Il Sorriso Dancing Club, la balera più famosa del Polesine, compie cinquant’anni. Il suo proprietario, Frank Saponara, organizza una festa di compleanno alla quale partecipa l’intera comunità di Bottecchio sul Po. Frank è un ballerino di liscio che ha avuto tante donne quante sono le mazurche che ha ballato, ma quelle che hanno segnato la sua carriera sentimentale sono tre: Ivana, il suo primo amore, Kristelle, una star di “film senza trama”, e Barbara, fisarmonicista e cantante.
Sulla pista del Sorriso, Frank ritrova le sue donne e ripercorre la propria vita che scorre insieme al Po, segnata dai dolori, dalle alluvioni, dagli odori e, soprattutto, da un ostinato bisogno di allegria.
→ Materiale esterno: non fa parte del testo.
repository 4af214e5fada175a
//! # engage-common
//!
//! Shared utilities including configuration, error handling, authentication, and telemetry.

pub mod auth;
pub mod config;
pub mod error;
pub mod telemetry;

// Re-export commonly used types at crate root
pub use auth::{Claims, JwtService, TokenType};
pub use config::{
    AppConfig, AppSettings, ConfigError, CorsConfig, DatabaseConfig, Environment, JwtConfig,
    LogFormat, RateLimitConfig, ServerConfig,
};
pub use error::{AppError, AppResult};
pub use telemetry::{
    init_tracing, init_tracing_with_config, try_init_tracing, try_init_tracing_with_config,
    TracingConfig, TracingError,
};
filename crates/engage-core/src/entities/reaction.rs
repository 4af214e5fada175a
//! Reaction record - one user's like or favorite on one target

use std::fmt;
use std::str::FromStr;

use chrono::{DateTime, Utc};
use serde::{Deserialize, Serialize};
use uuid::Uuid;

use super::target::{CounterField, ParseKindError, TargetKind, TargetRef};

/// Engagement axis; a user may hold one of each per target
#[derive(Debug, Clone, Copy, PartialEq, Eq, Hash, Serialize, Deserialize)]
#[serde(rename_all = "lowercase")]
pub enum ReactionKind {
    Like,
    Favorite,
}

impl ReactionKind {
    #[inline]
    pub const fn as_str(self) -> &'static str {
        match self {
            Self::Like => "like",
            Self::Favorite => "favorite",
        }
    }

    /// Counter on the target that tracks this kind
    #[inline]
    pub fn counter_field(self) -> CounterField {
        CounterField::from(self)
    }
}

impl fmt::Display for ReactionKind {
    fn fmt(&self, f: &mut fmt::Formatter<'_>) -> fmt::Result {
        f.write_str(self.as_str())
    }
}

impl FromStr for ReactionKind {
    type Err = ParseKindError;

    fn from_str(s: &str) -> Result<Self, Self::Err> {
        match s.to_ascii_lowercase().as_str() {
            "like" => Ok(Self::Like),
            "favorite" => Ok(Self::Favorite),
            _ => Err(ParseKindError::new("reaction kind", s)),
        }
    }
}

/// Natural key of a reaction; unique across the ledger
#[derive(Debug, Clone, Copy, PartialEq, Eq, Hash, Serialize, Deserialize)]
pub struct ReactionKey {
    pub user_id: Uuid,
    pub target: TargetRef,
    pub kind: ReactionKind,
}

impl ReactionKey {
    pub const fn new(user_id: Uuid, target: TargetRef, kind: ReactionKind) -> Self {
        Self {
            user_id,
            target,
            kind,
        }
    }

    /// Same user and target, different reaction kind
    pub const fn with_kind(self, kind: ReactionKind) -> Self {
        Self { kind, ..self }
    }
}

impl fmt::Display for ReactionKey {
    fn fmt(&self, f: &mut fmt::Formatter<'_>) -> fmt::Result {
        write!(f, "{}/{}/{}", self.user_id, self.target, self.kind)
    }
}

/// Reaction entity
#[derive(Debug, Clone, PartialEq, Eq, Serialize, Deserialize)]
pub struct ReactionRecord {
    pub id: Uuid,
    pub user_id: Uuid,
    pub target_kind: TargetKind,
    pub target_id: Uuid,
    pub reaction_kind: ReactionKind,
    pub created_at: DateTime<Utc>,
    pub updated_at: DateTime<Utc>,
}

impl ReactionRecord {
    /// Create a new record for the given key with a fresh id
    pub fn new(key: ReactionKey) -> Self {
        let now = Utc::now();
        Self {
            id: Uuid::new_v4(),
            user_id: key.user_id,
            target_kind: key.target.kind,
            target_id: key.target.id,
            reaction_kind: key.kind,
            created_at: now,
            updated_at: now,
        }
    }

    #[inline]
    pub fn target(&self) -> TargetRef {
        TargetRef::new(self.target_kind, self.target_id)
    }

    #[inline]
    pub fn key(&self) -> ReactionKey {
        ReactionKey::new(self.user_id, self.target(), self.reaction_kind)
    }

    #[inline]
    pub fn is_owned_by(&self, user_id: Uuid) -> bool {
        self.user_id == user_id
    }
}

/// Result of a toggle: which transition was taken
#[derive(Debug, Clone, PartialEq, Eq)]
pub enum ToggleOutcome {
    Added(ReactionRecord),
    Removed,
}

impl ToggleOutcome {
    pub fn action(&self) -> &'static str {
        match self {
            Self::Added(_) => "added",
            Self::Removed => "removed",
        }
    }

    pub fn reaction(&self) -> Option<&ReactionRecord> {
        match self {
            Self::Added(record) => Some(record),
            Self::Removed => None,
        }
    }
}
//! Domain error types

mod domain_error;

pub use domain_error::DomainError;
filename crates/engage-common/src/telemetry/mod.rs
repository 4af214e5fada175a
//! Telemetry and tracing setup

mod tracing_setup;

pub use tracing_setup::{
    init_tracing, init_tracing_with_config, try_init_tracing, try_init_tracing_with_config,
    TracingConfig, TracingError,
};
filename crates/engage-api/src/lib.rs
//! # engage-api
//!
//! REST API server for the reaction ledger built with Axum.

pub mod extractors;
pub mod handlers;
pub mod middleware;
pub mod response;
pub mod routes;
pub mod server;
pub mod state;

pub use server::{create_app, create_app_state, create_app_with_config, run, run_server};
pub use state::AppState;
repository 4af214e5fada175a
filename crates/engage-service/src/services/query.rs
//! Reaction query service
//!
//! Read-only projections; these never open a ledger transaction.

use tracing::instrument;
use uuid::Uuid;

use engage_core::entities::{ReactionRecord, TargetRef};
use engage_core::error::DomainError;

use super::context::ServiceContext;
use super::error::ServiceResult;

/// Reaction query service
pub struct ReactionQueryService<'a> {
    ctx: &'a ServiceContext,
}

impl<'a> ReactionQueryService<'a> {
    /// Create a new ReactionQueryService
    pub fn new(ctx: &'a ServiceContext) -> Self {
        Self { ctx }
    }

    /// Get one reaction by id
    #[instrument(skip(self))]
    pub async fn find_one(&self, id: Uuid) -> ServiceResult<ReactionRecord> {
        self.ctx
            .query_repo()
            .find_by_id(id)
            .await?
            .ok_or_else(|| DomainError::reaction_not_found(id).into())
    }

    /// List every reaction, newest first
    #[instrument(skip(self))]
    pub async fn find_all(&self) -> ServiceResult<Vec<ReactionRecord>> {
        Ok(self.ctx.query_repo().find_all().await?)
    }

    /// List reactions made by a user
    #[instrument(skip(self))]
    pub async fn find_by_user(&self, user_id: Uuid) -> ServiceResult<Vec<ReactionRecord>> {
        Ok(self.ctx.query_repo().find_by_user(user_id).await?)
    }

    /// List reactions on a target
    #[instrument(skip(self))]
    pub async fn find_by_entity(&self, target: TargetRef) -> ServiceResult<Vec<ReactionRecord>> {
        Ok(self.ctx.query_repo().find_by_target(target).await?)
    }
}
Il liscio è protagonista della scena: dalle prime composizioni di Carlo Brighi detto lo Zaclèn, fino alla contemporaneità, l’orchestra dal vivo regala agli spettatori un’immersione nella storia del liscio, alla ricerca della risposta che sfugge a una domanda che, più di altre, è cara a Frank: “E io… di che cosa so?.”
“Ognuno di noi dovrebbe accumulare fotogrammi necessari alla sopravvivenza, scatti che restano nella mente come scorte di piacere che fanno dell’esistenza un passaggio straordinario”: e straordinario, per Frank, è tutto ciò che va a ritmo.